» **YOUR OBJECTIVE**
Every line below between the one holding "(self.translated * 100" and the one holding "per target locale.", inclusive, should be copied exactly, and no other line.

+ + +

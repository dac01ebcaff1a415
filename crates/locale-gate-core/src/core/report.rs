// locale-gate-core/src/core/report.rs
// ============================================================================
// Module: Validation Report
// Description: Accumulated issues and coverage for one validation pass.
// Purpose: Give the reporter a single structure to render and judge.
// Dependencies: crate::core::{identifiers, issue}, serde
// ============================================================================

//! ## Overview
//! One validation pass produces one [`ValidationReport`]: the ordered issue
//! stream plus per-locale coverage counters. The report is the sole input to
//! rendering and to the pass/fail decision; the engine never exits early on
//! non-fatal findings.

// ============================================================================
// SECTION: Imports
// ============================================================================

use std::collections::BTreeMap;

use serde::Deserialize;
use serde::Serialize;

use crate::core::identifiers::LocaleId;
use crate::core::issue::Issue;
use crate::core::issue::Severity;

// ============================================================================
// SECTION: Coverage
// ============================================================================

/// Per-locale translation coverage counters.
#[derive(Debug, Clone, Copy, Default, PartialEq, Eq, Serialize, Deserialize)]
pub struct Coverage {
    /// Source keys considered across all namespaces.
    pub total: usize,
    /// Keys present in the target with any value.
    pub translated: usize,
}

impl Coverage {
    /// Creates zeroed counters.
    #[must_use]
    pub fn new() -> Self {
        Self::default()
    }

    /// Folds another counter pair into this one.
    pub fn merge(&mut self, other: Self) {
        self.total += other.total;
        self.translated += other.translated;
    }

    /// Coverage percentage with half-up integer rounding; `0` when no keys
    /// were considered.
    #[must_use]
    pub const fn percent(&self) -> usize {
        if self.total == 0 {
            0
        } else {
            (self.translated * 100 + self.total / 2) / self.total
        }
    }
}

// ============================================================================
// SECTION: Report
// ============================================================================

/// Accumulated outcome of a full validation pass.
#[derive(Debug, Clone, Default, PartialEq, Eq, Serialize, Deserialize)]
pub struct ValidationReport {
    /// Findings in discovery order.
    pub issues: Vec<Issue>,
    /// Coverage per target locale.
    pub coverage: BTreeMap<LocaleId, Coverage>,
    /// Target locales in comparison order.
    pub locales: Vec<LocaleId>,
}

impl ValidationReport {
    /// Creates an empty report.
    #[must_use]
    pub fn new() -> Self {
        Self::default()
    }

    /// Returns the coverage counters for a locale, creating them on first use.
    pub fn coverage_mut(&mut self, locale: &LocaleId) -> &mut Coverage {
        self.coverage.entry(locale.clone()).or_default()
    }

    /// Iterates error-severity issues in discovery order.
    pub fn errors(&self) -> impl Iterator<Item = &Issue> {
        self.issues
            .iter()
            .filter(|issue| issue.severity == Severity::Error)
    }

    /// Iterates warning-severity issues in discovery order.
    pub fn warnings(&self) -> impl Iterator<Item = &Issue> {
        self.issues
            .iter()
            .filter(|issue| issue.severity == Severity::Warning)
    }

    /// Whether at least one blocking issue was found.
    #[must_use]
    pub fn has_errors(&self) -> bool {
        self.errors().next().is_some()
    }

    /// Number of blocking issues.
    #[must_use]
    pub fn error_count(&self) -> usize {
        self.errors().count()
    }

    /// Number of advisory issues.
    #[must_use]
    pub fn warning_count(&self) -> usize {
        self.warnings().count()
    }
}
// locale-gate-core/src/interfaces/mod.rs
// ============================================================================
// Module: Locale Gate Interfaces
// Description: Capability seams the validation runtime depends on.
// Purpose: Keep the comparator testable against hand-built syntax trees.
// Dependencies: msg-grammar
// ============================================================================

//! ## Overview
//! The message grammar is an external capability: the runtime only consumes
//! parse results and node shapes. Routing it through [`MessageParser`] lets
//! tests drive the comparator and extractor with a fake parser returning
//! hand-built trees, without invoking a real grammar engine.

// ============================================================================
// SECTION: Imports
// ============================================================================

use msg_grammar::MessageNode;
use msg_grammar::SyntaxError;

// ============================================================================
// SECTION: Message Parser
// ============================================================================

/// Message-grammar parsing capability consumed by the runtime.
pub trait MessageParser {
    /// Parses one message string into its node tree.
    ///
    /// # Errors
    ///
    /// Returns [`SyntaxError`] describing the first malformed construct.
    fn parse_message(&self, message: &str) -> Result<Vec<MessageNode>, SyntaxError>;
}

/// Production parser backed by the `msg-grammar` engine.
#[derive(Debug, Clone, Copy, Default)]
pub struct GrammarParser;

impl GrammarParser {
    /// Creates the production parser.
    #[must_use]
    pub const fn new() -> Self {
        Self
    }
}

impl MessageParser for GrammarParser {
    fn parse_message(&self, message: &str) -> Result<Vec<MessageNode>, SyntaxError> {
        msg_grammar::parse(message)
    }
}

+ + +

» **RESPONSE FOR THIS EXERCISE**
            (self.translated * 100 + self.total / 2) / self.total
        }
    }
}

// ============================================================================
// SECTION: Report
// ============================================================================

/// Accumulated outcome of a full validation pass.
#[derive(Debug, Clone, Default, PartialEq, Eq, Serialize, Deserialize)]
pub struct ValidationReport {
    /// Findings in discovery order.
    pub issues: Vec<Issue>,
    /// Coverage per target locale.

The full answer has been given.